[Records from a dataset]
__________________________________________________

use serde::Deserialize;
use std::env;
use std::sync::OnceLock;
use std::time::Duration;
use thiserror::Error;

const DEFAULT_INDEX_NAME: &str = "documents";
const DEFAULT_EMBEDDER_NAME: &str = "default";
const DEFAULT_EMBEDDING_DIMENSION: usize = 1024;
const DEFAULT_OLLAMA_URL: &str = "http://127.0.0.1:11434";
const DEFAULT_OPENAI_BASE_URL: &str = "https://api.openai.com/v1";
const DEFAULT_CHUNK_SIZE: usize = 4000;
const DEFAULT_CHUNK_OVERLAP: usize = 200;
const DEFAULT_SEARCH_LIMIT: usize = 5;
const DEFAULT_SEARCH_MAX_LIMIT: usize = 19;
const DEFAULT_QUEUE_CAPACITY: usize = 64;
const DEFAULT_REQUEST_TIMEOUT_SECS: u64 = 30;
const DEFAULT_SERVER_PORT: u16 = 8000;

/// Errors encountered while loading configuration from environment variables.
#[derive(Debug, Error)]
pub enum ConfigError {
    /// Required environment variable was not provided.
    #[error("Missing environment variable: {0}")]
    MissingVariable(String),
    /// Environment variable contained a value that could not be parsed.
    #[error("Invalid value for environment variable: {0}")]
    InvalidValue(String),
}

/// Runtime configuration for the search server.
#[derive(Debug, Clone, Deserialize)]
pub struct Config {
    /// Base URL of the Meilisearch instance holding the hybrid index.
    pub meilisearch_url: String,
    /// Optional master/API key for Meilisearch.
    pub meili_master_key: Option<String>,
    /// Index uid storing vector records.
    pub meilisearch_index: String,
    /// Name of the user-provided embedder registered on the index.
    pub embedder_name: String,
    /// Embedding provider used to generate vector representations.
    pub embedding_provider: EmbeddingProvider,
    /// Embedding model identifier passed to the provider.
    pub embedding_model: String,
    /// Dimensionality of the produced vectors.
    pub embedding_dimension: usize,
    /// Language model provider used for keyword extraction and summaries.
    pub llm_provider: LlmProvider,
    /// Language model identifier passed to the provider.
    pub llm_model: String,
    /// Base URL of the Ollama runtime.
    pub ollama_url: String,
    /// API key for OpenAI-compatible endpoints.
    pub openai_api_key: Option<String>,
    /// Base URL for OpenAI-compatible endpoints.
    pub openai_base_url: String,
    /// Maximum chunk length, measured in [`Config::text_splitter_unit`].
    pub text_splitter_chunk_size: usize,
    /// Overlap carried between adjacent chunks.
    pub text_splitter_chunk_overlap: usize,
    /// How chunk lengths are measured.
    pub text_splitter_unit: ChunkUnit,
    /// Limit applied when a search request omits one.
    pub search_default_limit: usize,
    /// Largest accepted search limit (inclusive).
    pub search_max_limit: usize,
    /// Number of indexing batches that may wait for the background worker.
    pub indexing_queue_capacity: usize,
    /// Timeout applied to every outbound capability request.
    pub request_timeout: Duration,
    /// HTTP server port.
    pub server_port: u16,
}

/// Supported embedding backends.
#[derive(Clone, Copy, Debug, PartialEq, Eq, Deserialize)]
#[serde(rename_all = "lowercase")]
pub enum EmbeddingProvider {
    /// Local Ollama runtime.
    Ollama,
    /// Hosted OpenAI embeddings API.
    OpenAI,
    /// Deterministic offline hashing embedder.
    Hash,
}

/// Supported language model backends.
#[derive(Clone, Copy, Debug, PartialEq, Eq, Deserialize)]
#[serde(rename_all = "lowercase")]
pub enum LlmProvider {
    /// Local Ollama runtime.
    Ollama,
    /// Hosted OpenAI chat completions API.
    OpenAI,
}

/// Unit used to measure chunk length.
#[derive(Clone, Copy, Debug, PartialEq, Eq, Deserialize)]
#[serde(rename_all = "lowercase")]
pub enum ChunkUnit {
    /// Unicode scalar values.
    Characters,
    /// Tokens of the embedding model's tokenizer.
    Tokens,
}

impl Config {
    /// Emit the non-secret settings as a debug event.
    pub fn log_summary(&self) {
        tracing::debug!(
            meilisearch_url = %self.meilisearch_url,
            index = %self.meilisearch_index,
            embedder = %self.embedder_name,
            server_port = self.server_port,
            embedding_provider = ?self.embedding_provider,
            llm_provider = ?self.llm_provider,
            "Loaded configuration"
        );
    }

    /// Load configuration from environment variables, performing validation along the way.
    pub fn from_env() -> Result<Self, ConfigError> {
        let embedding_provider: EmbeddingProvider = load_env("EMBEDDING_PROVIDER")?
            .parse()
            .map_err(|()| ConfigError::InvalidValue("EMBEDDING_PROVIDER".to_string()))?;
        let llm_provider: LlmProvider = match load_env_optional("LLM_PROVIDER") {
            Some(value) => value
                .parse()
                .map_err(|()| ConfigError::InvalidValue("LLM_PROVIDER".to_string()))?,
            None => LlmProvider::Ollama,
        };
        let openai_api_key = load_env_optional("OPENAI_API_KEY");
        let needs_openai =
            embedding_provider == EmbeddingProvider::OpenAI || llm_provider == LlmProvider::OpenAI;
        if needs_openai && openai_api_key.is_none() {
            return Err(ConfigError::MissingVariable("OPENAI_API_KEY".to_string()));
        }

        let config = Self {
            meilisearch_url: load_env("MEILISEARCH_URL")?,
            meili_master_key: load_env_optional("MEILI_MASTER_KEY"),
            meilisearch_index: load_env_optional("MEILISEARCH_INDEX")
                .unwrap_or_else(|| DEFAULT_INDEX_NAME.to_string()),
            embedder_name: load_env_optional("EMBEDDER_NAME")
                .unwrap_or_else(|| DEFAULT_EMBEDDER_NAME.to_string()),
            embedding_provider,
            embedding_model: load_env("EMBEDDING_MODEL")?,
            embedding_dimension: load_parsed("EMBEDDING_DIMENSION", DEFAULT_EMBEDDING_DIMENSION)?,
            llm_provider,
            llm_model: load_env("LLM_MODEL")?,
            ollama_url: load_env_optional("OLLAMA_URL")
                .unwrap_or_else(|| DEFAULT_OLLAMA_URL.to_string()),
            openai_api_key,
            openai_base_url: load_env_optional("OPENAI_BASE_URL")
                .unwrap_or_else(|| DEFAULT_OPENAI_BASE_URL.to_string()),
            text_splitter_chunk_size: load_parsed("TEXT_SPLITTER_CHUNK_SIZE", DEFAULT_CHUNK_SIZE)?,
            text_splitter_chunk_overlap: load_parsed(
                "TEXT_SPLITTER_CHUNK_OVERLAP",
                DEFAULT_CHUNK_OVERLAP,
            )?,
            text_splitter_unit: match load_env_optional("TEXT_SPLITTER_UNIT") {
                Some(value) => value
                    .parse()
                    .map_err(|()| ConfigError::InvalidValue("TEXT_SPLITTER_UNIT".to_string()))?,
                None => ChunkUnit::Characters,
            },
            search_default_limit: load_parsed("SEARCH_DEFAULT_LIMIT", DEFAULT_SEARCH_LIMIT)?,
            search_max_limit: load_parsed("SEARCH_MAX_LIMIT", DEFAULT_SEARCH_MAX_LIMIT)?,
            indexing_queue_capacity: load_parsed(
                "INDEXING_QUEUE_CAPACITY",
                DEFAULT_QUEUE_CAPACITY,
            )?,
            request_timeout: Duration::from_secs(load_parsed(
                "REQUEST_TIMEOUT_SECS",
                DEFAULT_REQUEST_TIMEOUT_SECS,
            )?),
            server_port: load_parsed("SERVER_PORT", DEFAULT_SERVER_PORT)?,
        };
        config.validate()?;
        Ok(config)
    }

    fn validate(&self) -> Result<(), ConfigError> {
        if self.embedding_dimension == 0 {
            return Err(ConfigError::InvalidValue("EMBEDDING_DIMENSION".into()));
        }
        if self.text_splitter_chunk_size == 0 {
            return Err(ConfigError::InvalidValue("TEXT_SPLITTER_CHUNK_SIZE".into()));
        }
        if self.search_max_limit == 0 {
            return Err(ConfigError::InvalidValue("SEARCH_MAX_LIMIT".into()));
        }
        if self.search_default_limit == 0 || self.search_default_limit > self.search_max_limit {
            return Err(ConfigError::InvalidValue("SEARCH_DEFAULT_LIMIT".into()));
        }
        if self.indexing_queue_capacity == 0 {
            return Err(ConfigError::InvalidValue("INDEXING_QUEUE_CAPACITY".into()));
        }
        Ok(())
    }
}

fn load_env(key: &str) -> Result<String, ConfigError> {
    load_env_optional(key).ok_or_else(|| ConfigError::MissingVariable(key.to_string()))
}

fn load_env_optional(key: &str) -> Option<String> {
    env::var(key).ok().filter(|value| !value.trim().is_empty())
}

fn load_parsed<T: std::str::FromStr>(key: &str, default: T) -> Result<T, ConfigError> {
    load_env_optional(key)
        .map(|value| {
            value
                .trim()
                .parse()
                .map_err(|_| ConfigError::InvalidValue(key.to_string()))
        })
        .transpose()
        .map(|value| value.unwrap_or(default))
}

impl std::str::FromStr for EmbeddingProvider {
    type Err = ();

    fn from_str(s: &str) -> Result<Self, Self::Err> {
        match s.trim().to_lowercase().as_str() {
            "ollama" => Ok(Self::Ollama),
            "openai" => Ok(Self::OpenAI),
            "hash" => Ok(Self::Hash),
            _ => Err(()),
        }
    }
}

impl std::str::FromStr for LlmProvider {
    type Err = ();

    fn from_str(s: &str) -> Result<Self, Self::Err> {
        match s.trim().to_lowercase().as_str() {
            "ollama" => Ok(Self::Ollama),
            "openai" => Ok(Self::OpenAI),
            _ => Err(()),
        }
    }
}

impl std::str::FromStr for ChunkUnit {
    type Err = ();

    fn from_str(s: &str) -> Result<Self, Self::Err> {
        match s.trim().to_lowercase().as_str() {
            "characters" | "chars" => Ok(Self::Characters),
            "tokens" => Ok(Self::Tokens),
            _ => Err(()),
        }
    }
}

/// Global configuration cache populated during process start.
pub static CONFIG: OnceLock<Config> = OnceLock::new();

/// Retrieve the loaded configuration, panicking if initialization has not occurred.
pub fn get_config() -> &'static Config {
    CONFIG.get().expect("Config not initialized")
}

/// Load configuration from the environment and install it in the global cache.
///
/// Runs before tracing is installed so `RUST_LOG` may come from the dotenv file; call
/// [`Config::log_summary`] once a subscriber exists.
///
/// `ENV_FILE` selects the dotenv file to read (defaults to `.env`); variables already present in
/// the process environment are not overridden.
pub fn init_config() {
    match env::var("ENV_FILE") {
        Ok(path) => {
            dotenvy::from_filename(&path).ok();
        }
        Err(_) => {
            dotenvy::dotenv().ok();
        }
    }
    let config = Config::from_env().expect("Failed to load config from environment");
    CONFIG.set(config).expect("Failed to set config");
}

__________________________________________________

§ **Problem statement**
Your answer must be the line containing "to load config" through the last line above, copied exactly, with nothing added.

§ **Your response**
    let config = Config::from_env().expect("Failed to load config from environment");
    CONFIG.set(config).expect("Failed to set config");
}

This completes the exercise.